EB — Humans have some cognitive flaws that are well understood. Researchers like Danny Kahneman and Amos Tversky have shown that we humans are susceptible. Just as we have a blind spot in our vision system that you don’t realize is there until someone shows you the blind spot, we have the equivalent of blind spots and biases in some of our decision-making. But now that we have a lot more data available, data-driven decision-making is becoming much more feasible. The evidence shows that companies that adopt this data-driven approach are about 5 percent more productive than those that don’t.
UD — You write that machine learning — a subset of AI in which machines learn to make predictions based on a huge amount of data — can spread quickly, but unevenly. Why is that?
EB — We’re still in early days of this machine learning revolution. In many cases there’s been almost a winner-take-all phenomenon, where the best companies have had huge payoffs. Not everyone understands the opportunity or has access to the right kinds of machine learning or data science experts and algorithms, but I see it diffusing relatively quickly.
So far, most of the successes have been in supervised learning, in which we show the machine learning algorithm lots of examples of what you want and what you don’t want. We haven’t had as much success with unsupervised learning — where the machines go out and look at examples and then they start making their own categories. If they see enough examples of animals, they may notice that some of them kind of have a similar shape and can call those “cats.” And others look a little bit different, and could label those “dogs” — but the humans wouldn’t tell the machine in advance. That’s a lot harder.
UD — What do you see as the overall impact AI will have on the workforce, and how can we prepare for these changes?
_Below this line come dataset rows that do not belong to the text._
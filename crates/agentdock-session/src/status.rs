//! Auth status state machine.
//!
//! One explicit status drives every loading indicator in the shell. The
//! transition table is closed: anything not listed is rejected, and
//! `force_idle` is the single escape hatch back to `Void`.

use std::fmt;

use thiserror::Error;
use tracing::{debug, warn};

/// What the session core is currently busy with.
#[derive(Debug, Clone, Copy, PartialEq, Eq, Hash, Default)]
pub enum AuthStatus {
    /// Idle. Either authenticated or logged out.
    #[default]
    Void,
    Connecting,
    Authenticating,
    Signing,
    SwitchingChain,
    Logging,
    LoggingOut,
}

impl AuthStatus {
    /// Label shown by the shell's loading indicator.
    pub fn label(self) -> &'static str {
        match self {
            AuthStatus::Void => "",
            AuthStatus::Connecting => "Connecting",
            AuthStatus::Authenticating => "Authenticating",
            AuthStatus::Signing => "Signing",
            AuthStatus::SwitchingChain => "Switching chain",
            AuthStatus::Logging => "Logging in",
            AuthStatus::LoggingOut => "Logging out",
        }
    }

    pub fn is_idle(self) -> bool {
        self == AuthStatus::Void
    }

    fn is_login_phase(self) -> bool {
        matches!(
            self,
            AuthStatus::Logging
                | AuthStatus::Authenticating
                | AuthStatus::Connecting
                | AuthStatus::Signing
        )
    }

    /// Returns true if `self -> to` is a legal transition.
    pub fn can_transition_to(self, to: AuthStatus) -> bool {
        if self == to || to == AuthStatus::Void {
            return true;
        }
        match self {
            AuthStatus::Void => matches!(
                to,
                AuthStatus::Logging | AuthStatus::LoggingOut | AuthStatus::SwitchingChain
            ),
            AuthStatus::Logging
            | AuthStatus::Authenticating
            | AuthStatus::Connecting
            | AuthStatus::Signing => to.is_login_phase() || to == AuthStatus::LoggingOut,
            AuthStatus::SwitchingChain => {
                matches!(to, AuthStatus::Logging | AuthStatus::LoggingOut)
            }
            // Teardown only ever ends in Void.
            AuthStatus::LoggingOut => false,
        }
    }
}

impl fmt::Display for AuthStatus {
    fn fmt(&self, f: &mut fmt::Formatter<'_>) -> fmt::Result {
        let name = match self {
            AuthStatus::Void => "VOID",
            AuthStatus::Connecting => "CONNECTING",
            AuthStatus::Authenticating => "AUTHENTICATING",
            AuthStatus::Signing => "SIGNING",
            AuthStatus::SwitchingChain => "SWITCHING_CHAIN",
            AuthStatus::Logging => "LOGGING",
            AuthStatus::LoggingOut => "LOGGING_OUT",
        };
        f.write_str(name)
    }
}

#[derive(Debug, Clone, Copy, PartialEq, Eq, Error)]
#[error("illegal auth status transition {from} -> {to}")]
pub struct TransitionError {
    pub from: AuthStatus,
    pub to: AuthStatus,
}

/// Holder of the current [`AuthStatus`].
#[derive(Debug, Clone, Copy, Default)]
pub struct AuthStatusMachine {
    current: AuthStatus,
}

impl AuthStatusMachine {
    pub fn get(&self) -> AuthStatus {
        self.current
    }

    pub fn set(&mut self, to: AuthStatus) -> Result<(), TransitionError> {
        let from = self.current;
        if !from.can_transition_to(to) {
            return Err(TransitionError { from, to });
        }
        if from != to {
            debug!(%from, %to, "auth status");
        }
        self.current = to;
        Ok(())
    }

    /// Like [`set`](Self::set), but logs and ignores rejected transitions.
    pub fn advance(&mut self, to: AuthStatus) {
        if let Err(err) = self.set(to) {
            warn!("{err}");
        }
    }

    /// Unconditionally returns to `Void`.
    pub fn force_idle(&mut self) {
        if self.current != AuthStatus::Void {
            debug!(from = %self.current, "auth status forced idle");
        }
        self.current = AuthStatus::Void;
    }

    /// Called on the rising edge of `is_authenticated`.
    ///
    /// Returns to `Void` unless a teardown or a post-login chain switch owns
    /// the status.
    pub fn on_authenticated(&mut self) {
        match self.current {
            AuthStatus::LoggingOut | AuthStatus::SwitchingChain => {}
            _ => self.current = AuthStatus::Void,
        }
    }
}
EB — As artificial intelligence becomes more powerful, it will inevitably lead to profound changes in our economy and society. Some of these are already beginning, as AI affects an increasing number of tasks and jobs. Over the next 10 years, more kinds of work will be transformed. This will reduce demand for many different skills, like the people working in call centers and driving trucks, and increase demand for other kinds of skills like creative work and interpersonal and caring professions. I see this as the greatest challenge for our society over the next decade.
In the longer term, we will face other types of challenges, but for now I think we should focus on finding ways that we can use technology to create widely shared prosperity that benefits the many and not just a few. This involves rethinking our educational system; boosting entrepreneurship, so we can invent more new products, services, and jobs that will employ people; making the tax system less skewed towards the wealthy; and making new investments in research and development and infrastructure. Ultimately, I think these technologies can be the best things that happened to our society, if we make the right complementary investments and rethink our organizations and institutions.
Hope Reese is a writer and editor in Louisville, Kentucky. Her writing has appeared in Undark, The Atlantic, The Boston Globe, The Chicago Tribune, Playboy, Vox, and other publications.
UPDATE: An earlier version of this piece cut a key part of Brynjolfsson’s response to the question on “over-delivering.” The missing context on machine learning has been added back in.